Optimize Memory Management
- Gradient Checkpointing: This technique reduces memory usage by storing a subset of activations during the forward pass. The remaining activations are recomputed during the backward pass.
- Activation Offloading: Tools like DeepSpeed or ZeRO offload activations and model components into CPU memory when not in use.
- Efficient Data Loading: Preprocessing data on GPU with NVIDIA Data Loading Library (DALI) reduces CPU-GPU communication overhead.
- Memory Pooling and Fragmentation Management: Libraries like CUDA’s Unified Memory offer dynamic memory allocation, minimizing fragmentation.
Scaling with Multi-GPU and Multi-Node Training
Scaling to multiple GPUs is often necessary to quickly train large models or datasets.
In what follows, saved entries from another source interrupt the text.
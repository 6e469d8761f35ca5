use super::types::Cell;

pub const VERSION: &str = "0.8";
pub const FOOD_REWARD: u32 = 10;
pub const MAX_SCORE: u32 = 1_000_000;
pub const FALLBACK_CELL: Cell = Cell::new(5, 5);
pub const FRAME_MS: u64 = 16;
pub const SWIPE_THRESHOLD: f64 = 24.0;
pub const COUNTDOWN_STEPS: [&str; 4] = ["3", "2", "1", "GO"];
pub const TOAST_MS: f64 = 1800.0;
pub const MAX_PLACEMENT_ATTEMPTS: usize = 64;

pub const STORM_STEP_FACTOR: f64 = 1.35;
pub const STORM_DURATION_MS: f64 = 6000.0;
pub const STORM_WINDOW_MS: (u32, u32) = (20_000, 35_000);

pub const OVERHEAT_STEP_FACTOR: f64 = 0.7;
pub const OVERHEAT_DURATION_MS: f64 = 2500.0;
pub const TRAIL_PENALTY_COOLDOWN_MS: f64 = 1500.0;
pub const TRAIL_LIFETIME_MS: f64 = 2400.0;
pub const TRAIL_MAX_LEN: usize = 64;

pub const TOTEM_LIFETIME_MS: f64 = 7000.0;
pub const TOTEM_FIRST_WINDOW_MS: (u32, u32) = (12_000, 22_000);
pub const TOTEM_WINDOW_MS: (u32, u32) = (15_000, 25_000);
pub const GATE_CHARGE_MS: f64 = 8000.0;

pub const FOOD_EMOJIS: [&str; 10] = [
  "\u{1F352}",
  "\u{1F347}",
  "\u{1F349}",
  "\u{1F353}",
  "\u{1F34D}",
  "\u{1F34C}",
  "\u{1F351}",
  "\u{1F95D}",
  "\u{1F36A}",
  "\u{1F9C1}",
];

pub const RAINBOW: [&str; 8] = [
  "#ff4d4d",
  "#ff944d",
  "#ffd24d",
  "#a3ff4d",
  "#4dffcf",
  "#4d9dff",
  "#7b4dff",
  "#c44dff",
];

pub const NEON_BODY: &str = "#3de7ff";
pub const CLASSIC_BODY: &str = "#4caf50";
pub mod scheduler;
pub mod transform;

pub use scheduler::{FrameScheduler, SchedulerState, SchedulerStats};
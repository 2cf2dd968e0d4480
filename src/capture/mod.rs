pub mod decoder;
pub mod device;
pub mod frame;
pub mod session;
pub mod v4l2;

pub use device::{
    AfMode, AfTrigger, CameraCharacteristics, CameraDevice, CameraManager, CaptureRequest,
    DisplayRotation, FixedRotation, ImageCallback, LensFacing,
};
pub use frame::{ChannelStats, Frame, FrameChannel, PixelFormat, RawImage};
pub use session::{CaptureSession, PreviewInfo, SessionConfig, SessionState};
pub use v4l2::{V4l2Camera, V4l2Manager};
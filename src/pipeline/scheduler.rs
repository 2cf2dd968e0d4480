//! Latest-wins frame scheduler
//!
//! Couples a fast producer (the camera) to a slow asynchronous consumer (the
//! detection backend). Two slots live behind one mutex: `pending`, the newest
//! undelivered frame, and the dispatch phase, which tracks the single frame in
//! flight. Submitting never waits on detection; a newer frame simply replaces
//! (and releases) the pending one.

use std::panic::AssertUnwindSafe;
use std::sync::atomic::{AtomicU64, Ordering};
use std::sync::{Arc, Mutex, MutexGuard, PoisonError};

use crossbeam::utils::CachePadded;
use futures::FutureExt;
use tokio::runtime::Handle;
use tracing::{debug, trace, warn};

use super::transform;
use crate::capture::Frame;
use crate::detector::{Barcode, DetectionBackend, ResultSink};
use crate::error::DetectionError;

/// Observable scheduler state
#[derive(Debug, Clone, Copy, PartialEq, Eq)]
pub enum SchedulerState {
    /// Nothing pending, nothing in flight
    Idle,
    /// A frame waits but has not been dispatched yet
    PendingOnly,
    /// One frame is being transformed or detected
    Dispatching,
    /// A detection just completed; pending is about to be re-checked
    Draining,
}

#[derive(Debug, Clone, Copy, PartialEq, Eq)]
enum Phase {
    Idle,
    Dispatching { sequence: u64 },
    Draining,
}

struct Slots {
    pending: Option<Frame>,
    phase: Phase,
    /// Next dispatch uses the inverted representation
    invert_next: bool,
}

#[derive(Default)]
struct Stats {
    submitted: AtomicU64,
    superseded: AtomicU64,
    dispatched: AtomicU64,
    stale: AtomicU64,
    failures: AtomicU64,
    barcodes: AtomicU64,
}

/// Snapshot of scheduler counters
#[derive(Debug, Clone, Copy, Default, PartialEq, Eq)]
pub struct SchedulerStats {
    pub submitted: u64,
    /// Pending frames released because a newer frame replaced them
    pub superseded: u64,
    pub dispatched: u64,
    pub stale: u64,
    pub failures: u64,
    pub barcodes: u64,
}

struct Inner {
    slots: Mutex<Slots>,
    backend: Arc<dyn DetectionBackend>,
    sink: Arc<dyn ResultSink>,
    support_inverted: bool,
    runtime: Handle,
    stats: CachePadded<Stats>,
}

/// Handle to the scheduler; cheap to clone and safe to share between the
/// capture thread and detection completions.
#[derive(Clone)]
pub struct FrameScheduler {
    inner: Arc<Inner>,
}

impl FrameScheduler {
    /// Create a scheduler whose detection futures run on `runtime`.
    pub fn new(
        backend: Arc<dyn DetectionBackend>,
        sink: Arc<dyn ResultSink>,
        support_inverted: bool,
        runtime: Handle,
    ) -> Self {
        Self {
            inner: Arc::new(Inner {
                slots: Mutex::new(Slots {
                    pending: None,
                    phase: Phase::Idle,
                    invert_next: false,
                }),
                backend,
                sink,
                support_inverted,
                runtime,
                stats: CachePadded::new(Stats::default()),
            }),
        }
    }

    /// Hand over a freshly captured frame.
    ///
    /// Replaces (and releases) any pending frame and starts a dispatch when
    /// nothing is in flight. Never waits on detection.
    pub fn submit(&self, frame: Frame) {
        let inner = &self.inner;
        inner.stats.submitted.fetch_add(1, Ordering::Relaxed);
        metrics::counter!("qrscan_frames_submitted").increment(1);

        let idle = {
            let mut slots = inner.lock();
            if let Some(old) = slots.pending.replace(frame) {
                trace!(sequence = old.sequence(), "Superseding pending frame");
                inner.stats.superseded.fetch_add(1, Ordering::Relaxed);
                metrics::counter!("qrscan_frames_superseded").increment(1);
                drop(old);
            }
            slots.phase == Phase::Idle
        };

        if idle {
            inner.schedule();
        }
    }

    pub fn state(&self) -> SchedulerState {
        let slots = self.inner.lock();
        match slots.phase {
            Phase::Dispatching { .. } => SchedulerState::Dispatching,
            Phase::Draining => SchedulerState::Draining,
            Phase::Idle if slots.pending.is_some() => SchedulerState::PendingOnly,
            Phase::Idle => SchedulerState::Idle,
        }
    }

    /// Sequence number of the pending frame, if any
    pub fn pending_sequence(&self) -> Option<u64> {
        self.inner.lock().pending.as_ref().map(Frame::sequence)
    }

    /// Sequence number of the frame currently in flight, if any
    pub fn in_flight_sequence(&self) -> Option<u64> {
        match self.inner.lock().phase {
            Phase::Dispatching { sequence } => Some(sequence),
            _ => None,
        }
    }

    pub fn stats(&self) -> SchedulerStats {
        let stats = &self.inner.stats;
        SchedulerStats {
            submitted: stats.submitted.load(Ordering::Relaxed),
            superseded: stats.superseded.load(Ordering::Relaxed),
            dispatched: stats.dispatched.load(Ordering::Relaxed),
            stale: stats.stale.load(Ordering::Relaxed),
            failures: stats.failures.load(Ordering::Relaxed),
            barcodes: stats.barcodes.load(Ordering::Relaxed),
        }
    }
}

impl Inner {
    fn lock(&self) -> MutexGuard<'_, Slots> {
        // A panicking sink must not wedge the capture path
        self.slots.lock().unwrap_or_else(PoisonError::into_inner)
    }

    /// Promote pending to in flight and dispatch it, unless a dispatch is
    /// already running. Stale frames are skipped without touching the toggle.
    fn schedule(self: &Arc<Self>) {
        loop {
            let (frame, inverted) = {
                let mut slots = self.lock();
                if matches!(slots.phase, Phase::Dispatching { .. }) {
                    return;
                }
                let Some(frame) = slots.pending.take() else {
                    slots.phase = Phase::Idle;
                    return;
                };
                slots.phase = Phase::Dispatching {
                    sequence: frame.sequence(),
                };
                (frame, self.support_inverted && slots.invert_next)
            };

            let image = if inverted {
                transform::to_inverted(&frame)
            } else {
                transform::to_direct(&frame)
            };

            match image {
                Ok(image) => {
                    if self.support_inverted {
                        let mut slots = self.lock();
                        slots.invert_next = !slots.invert_next;
                    }
                    self.stats.dispatched.fetch_add(1, Ordering::Relaxed);
                    metrics::counter!("qrscan_frames_dispatched").increment(1);
                    trace!(sequence = frame.sequence(), inverted, "Dispatching frame");

                    let sequence = frame.sequence();
                    let detection = std::panic::catch_unwind(AssertUnwindSafe(|| {
                        self.backend.detect(image)
                    }))
                    .unwrap_or_else(|_| {
                        warn!(sequence, "Detection backend panicked before returning");
                        futures::future::ready(Err(DetectionError::Panicked)).boxed()
                    });
                    let inner = Arc::clone(self);
                    self.runtime.spawn(async move {
                        let result = match AssertUnwindSafe(detection).catch_unwind().await {
                            Ok(result) => result,
                            Err(_) => Err(DetectionError::Panicked),
                        };
                        inner.complete(frame, result);
                    });
                    return;
                }
                Err(err) => {
                    debug!(error = %err, "Skipping stale frame");
                    self.stats.stale.fetch_add(1, Ordering::Relaxed);
                    metrics::counter!("qrscan_frames_stale").increment(1);
                    drop(frame);
                    self.lock().phase = Phase::Draining;
                }
            }
        }
    }

    /// Completion of the single in-flight detection.
    fn complete(self: &Arc<Self>, frame: Frame, result: Result<Vec<Barcode>, DetectionError>) {
        self.lock().phase = Phase::Draining;

        match result {
            Ok(barcodes) => {
                self.stats
                    .barcodes
                    .fetch_add(barcodes.len() as u64, Ordering::Relaxed);
                metrics::counter!("qrscan_barcodes_reported").increment(barcodes.len() as u64);
                let delivered = std::panic::catch_unwind(AssertUnwindSafe(|| {
                    for barcode in &barcodes {
                        self.sink.on_barcode_value(&barcode.raw_value);
                    }
                }));
                if delivered.is_err() {
                    warn!(sequence = frame.sequence(), "Result sink panicked");
                }
            }
            Err(err) => {
                warn!(sequence = frame.sequence(), error = %err, "Barcode reading failure");
                self.stats.failures.fetch_add(1, Ordering::Relaxed);
                metrics::counter!("qrscan_detection_failures").increment(1);
            }
        }

        drop(frame);
        self.schedule();
    }
}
The H100’s NVLink 4.0 and NVSwitch allow efficient communication across multiple GPUs.
- Data Parallelism: Partition datasets across GPUs; synchronize gradients after backpropagation.
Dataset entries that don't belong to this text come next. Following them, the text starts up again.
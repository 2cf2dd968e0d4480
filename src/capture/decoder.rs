use jpeg_decoder::{Decoder, PixelFormat as JpegFormat};

use super::frame::PixelFormat;
use crate::error::DecodeError;

/// Reduce a raw capture buffer to a packed `width * height` luma plane.
pub fn decode_luma(
    data: &[u8],
    format: PixelFormat,
    width: u32,
    height: u32,
) -> Result<Vec<u8>, DecodeError> {
    let pixels = width as usize * height as usize;
    match format {
        PixelFormat::Grey => {
            check_len(data, pixels)?;
            Ok(data[..pixels].to_vec())
        }
        PixelFormat::Yuyv4 => {
            // Y0 U Y1 V: luma sits on every even byte
            check_len(data, pixels * 2)?;
            Ok(data[..pixels * 2].iter().step_by(2).copied().collect())
        }
        PixelFormat::Mjpeg => {
            let mut decoder = Decoder::new(data);
            let decoded = decoder.decode()?;
            let info = decoder
                .info()
                .ok_or(DecodeError::UnsupportedFormat(PixelFormat::Mjpeg))?;
            match info.pixel_format {
                JpegFormat::L8 => Ok(decoded),
                JpegFormat::RGB24 => Ok(decoded.chunks_exact(3).map(rgb_to_luma).collect()),
                _ => Err(DecodeError::UnsupportedFormat(PixelFormat::Mjpeg)),
            }
        }
    }
}

fn check_len(data: &[u8], expected: usize) -> Result<(), DecodeError> {
    if data.len() < expected {
        return Err(DecodeError::ShortBuffer {
            expected,
            actual: data.len(),
        });
    }
    Ok(())
}

/// BT.601 luma
fn rgb_to_luma(px: &[u8]) -> u8 {
    let y = 299 * px[0] as u32 + 587 * px[1] as u32 + 114 * px[2] as u32;
    (y / 1000) as u8
}

#[cfg(test)]
mod tests {
    use super::*;

    #[test]
    fn yuyv_keeps_even_bytes() {
        let data = [10, 128, 20, 128, 30, 128, 40, 128];
        let luma = decode_luma(&data, PixelFormat::Yuyv4, 2, 2).unwrap();
        assert_eq!(luma, vec![10, 20, 30, 40]);
    }

    #[test]
    fn grey_trims_padding() {
        let data = [1, 2, 3, 4, 0, 0];
        let luma = decode_luma(&data, PixelFormat::Grey, 2, 2).unwrap();
        assert_eq!(luma, vec![1, 2, 3, 4]);
    }

    #[test]
    fn short_buffers_are_rejected() {
        let err = decode_luma(&[0; 3], PixelFormat::Yuyv4, 2, 2).unwrap_err();
        assert!(matches!(
            err,
            DecodeError::ShortBuffer {
                expected: 8,
                actual: 3
            }
        ));
    }

    #[test]
    fn luma_weights() {
        assert_eq!(rgb_to_luma(&[255, 255, 255]), 255);
        assert_eq!(rgb_to_luma(&[0, 0, 0]), 0);
    }
}
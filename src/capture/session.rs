//! Camera lifecycle: find the rear camera, configure its streams, and push
//! every delivered image into the frame scheduler.

use std::sync::Arc;

use tracing::{debug, info, instrument, trace, warn};

use super::device::{
    choose_af_mode, CameraCharacteristics, CameraDevice, CameraManager, CaptureRequest,
    DisplayRotation, LensFacing,
};
use super::frame::{FrameChannel, RawImage};
use crate::error::CaptureError;
use crate::geometry::{compensate_rotation, reported_orientation, select_size, CaptureSize};
use crate::pipeline::FrameScheduler;
use crate::ScannerConfig;

#[derive(Debug, Clone, Copy, PartialEq, Eq)]
pub enum SessionState {
    Closed,
    Opening,
    Configuring,
    Previewing,
    Stopped,
    Error,
}

/// Session parameters supplied by the host
#[derive(Debug, Clone, Copy, PartialEq, Eq)]
pub struct SessionConfig {
    pub target: CaptureSize,
    /// Capacity of the frame-delivery channel
    pub max_images: usize,
}

impl From<&ScannerConfig> for SessionConfig {
    fn from(config: &ScannerConfig) -> Self {
        Self {
            target: CaptureSize::new(config.target_width, config.target_height),
            max_images: config.max_images,
        }
    }
}

/// What the host needs to lay out its preview
#[derive(Debug, Clone, Copy, PartialEq, Eq)]
pub struct PreviewInfo {
    pub width: u32,
    pub height: u32,
    /// Sensor orientation as reported to the host
    pub orientation: i32,
}

pub struct CaptureSession<M: CameraManager> {
    manager: M,
    config: SessionConfig,
    scheduler: FrameScheduler,
    rotation: Arc<dyn DisplayRotation>,
    state: SessionState,
    device: Option<M::Device>,
    channel: Option<FrameChannel>,
    preview: Option<PreviewInfo>,
}

impl<M: CameraManager> CaptureSession<M> {
    pub fn new(
        manager: M,
        config: SessionConfig,
        scheduler: FrameScheduler,
        rotation: Arc<dyn DisplayRotation>,
    ) -> Self {
        Self {
            manager,
            config,
            scheduler,
            rotation,
            state: SessionState::Closed,
            device: None,
            channel: None,
            preview: None,
        }
    }

    pub fn state(&self) -> SessionState {
        self.state
    }

    /// Preview geometry, once the session is previewing
    pub fn preview(&self) -> Option<PreviewInfo> {
        self.preview
    }

    /// The active frame channel, while previewing
    pub fn channel(&self) -> Option<&FrameChannel> {
        self.channel.as_ref()
    }

    /// Open the first rear-facing camera and start streaming frames.
    ///
    /// Any failure leaves the session in [`SessionState::Error`] with the
    /// device released; no frames flow.
    #[instrument(skip(self))]
    pub fn start(&mut self) -> Result<PreviewInfo, CaptureError> {
        if self.state != SessionState::Closed {
            return Err(CaptureError::InvalidState(self.state));
        }

        match self.try_start() {
            Ok(preview) => Ok(preview),
            Err(err) => {
                warn!(error = %err, "Capture session failed to start");
                self.release();
                self.state = SessionState::Error;
                Err(err)
            }
        }
    }

    fn try_start(&mut self) -> Result<PreviewInfo, CaptureError> {
        self.state = SessionState::Opening;
        let (id, characteristics) = self.find_rear_camera()?;
        let sensor_orientation = characteristics.sensor_orientation.unwrap_or(0);

        let device = self
            .manager
            .open(&id)
            .map_err(|source| CaptureError::Open {
                id: id.clone(),
                source,
            })?;
        let device = self.device.insert(device);
        info!(camera = %id, sensor_orientation, "Camera opened");

        self.state = SessionState::Configuring;
        let target = self.config.target;
        let preview_size = select_size(&characteristics.preview_sizes, target, sensor_orientation)
            .ok_or_else(|| CaptureError::NoOutputSizes {
                id: id.clone(),
                kind: "preview",
            })?;
        let stream_size = select_size(&characteristics.stream_sizes, target, sensor_orientation)
            .ok_or_else(|| CaptureError::NoOutputSizes {
                id: id.clone(),
                kind: "stream",
            })?;

        let af_mode = choose_af_mode(characteristics.af_modes.as_deref());
        match af_mode {
            Some(mode) => info!(?mode, "Setting af mode"),
            None => debug!("No usable autofocus mode, leaving it unset"),
        }

        let request =
            CaptureRequest::preview(preview_size, stream_size, self.config.max_images, af_mode);
        device
            .configure(&request)
            .map_err(CaptureError::Configure)?;

        let channel = FrameChannel::new(self.config.max_images);
        let on_image = {
            let channel = channel.clone();
            let scheduler = self.scheduler.clone();
            let rotation = Arc::clone(&self.rotation);
            Box::new(move |image: RawImage| {
                // Rotation is sampled per frame; the device may turn mid-session
                let compensated =
                    compensate_rotation(rotation.rotation_degrees(), sensor_orientation);
                match channel.acquire(image, compensated) {
                    Some(frame) => scheduler.submit(frame),
                    None => trace!("Frame channel unavailable, dropping image"),
                }
            })
        };
        self.channel = Some(channel);

        device
            .start_repeating(on_image)
            .map_err(CaptureError::StartPreview)?;

        let preview = PreviewInfo {
            width: preview_size.width,
            height: preview_size.height,
            orientation: reported_orientation(sensor_orientation),
        };
        self.preview = Some(preview);
        self.state = SessionState::Previewing;
        info!(%preview_size, %stream_size, "Preview started");
        Ok(preview)
    }

    /// First rear-facing camera in enumeration order.
    fn find_rear_camera(&self) -> Result<(String, CameraCharacteristics), CaptureError> {
        let ids = self
            .manager
            .camera_ids()
            .map_err(CaptureError::Enumeration)?;

        for id in ids {
            let characteristics = self
                .manager
                .characteristics(&id)
                .map_err(CaptureError::Enumeration)?;
            if characteristics.facing == Some(LensFacing::Back) {
                return Ok((id, characteristics));
            }
        }
        Err(CaptureError::NoRearCamera)
    }

    /// Release the device and the frame channel. Safe to call in any state,
    /// any number of times.
    #[instrument(skip(self))]
    pub fn stop(&mut self) {
        if self.state == SessionState::Stopped {
            return;
        }
        self.release();
        self.state = SessionState::Stopped;
        info!("Capture session stopped");
    }

    fn release(&mut self) {
        if let Some(mut device) = self.device.take() {
            device.close();
        }
        if let Some(channel) = self.channel.take() {
            channel.close();
        }
        self.preview = None;
    }
}

impl<M: CameraManager> Drop for CaptureSession<M> {
    fn drop(&mut self) {
        self.stop();
    }
}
- Model Parallelism: Split large models across GPUs to handle larger computations.
- Hybrid Parallelism: Combines data and model parallelism for optimal scaling.
Optimizing Inter-GPU Communication
- Gradient Compression: Reduces communication overhead by compressing gradients (e.g., 8-bit compression).
- Overlapping Communication and Computation: Schedules communication during computation to minimize idle times. Libraries like Horovod and NCCL support this strategy.
Fine-tune Hyperparameters for Hopper-Specific Configurations
- Batch Size Tuning: Larger batch sizes improve speed and efficiency, utilizing the H100’s memory bandwidth.
- Learning Rate Scaling: Increase the learning rate proportionally to the batch size.
- Warmup Strategies: Gradually increase the learning rate during training to stabilize large batch processing.
Profiling and Monitoring for Performance Optimization
- NVIDIA Nsight Systems: Visualizes CPU-GPU data flow, identifying performance bottlenecks.
- Nsight Compute: Analyzes CUDA kernel performance to optimize execution.
- TensorBoard: Monitors loss, accuracy, GPU utilization, and memory usage during training.
- NVIDIA System Management Interface (nvidia-smi): Tracks memory usage, temperature, and power consumption.
Optimizing Inference on the NVIDIA H100 Tensor Core GPU
- Quantization: Converts models to INT8 for reduced memory usage and faster inference.
- NVIDIA TensorRT Integration: Streamlines model execution through layer fusion and kernel auto-tuning.
- Multi-Instance GPU (MIG): Partitions the GPU to run multiple models concurrently.
Practical Use Case: Accelerating Drug Discovery Using Optimized Deep Learning Pipelines
Pharmaceutical firms use deep learning models to predict drug efficacy by analyzing molecular data. The H100 enables faster and more accurate predictions.
- Mixed Precision Training: FP8 precision reduces computation time while maintaining accuracy.
- HBM3 Memory Optimization: Larger batch sizes speed up training cycles.
- Multi-GPU Scaling: NVLink 4.0 and hybrid parallelism accelerate training across GPUs.
- Profiling Tools: Nsight Systems and TensorBoard identify bottlenecks and optimize resource use.
Conclusion
This article explores the hardware and software capabilities of the NVIDIA H100. By leveraging its features—FP8 precision, Transformer Engine, and HBM3 memory—researchers can optimize deep learning workflows for faster training and improved model performance.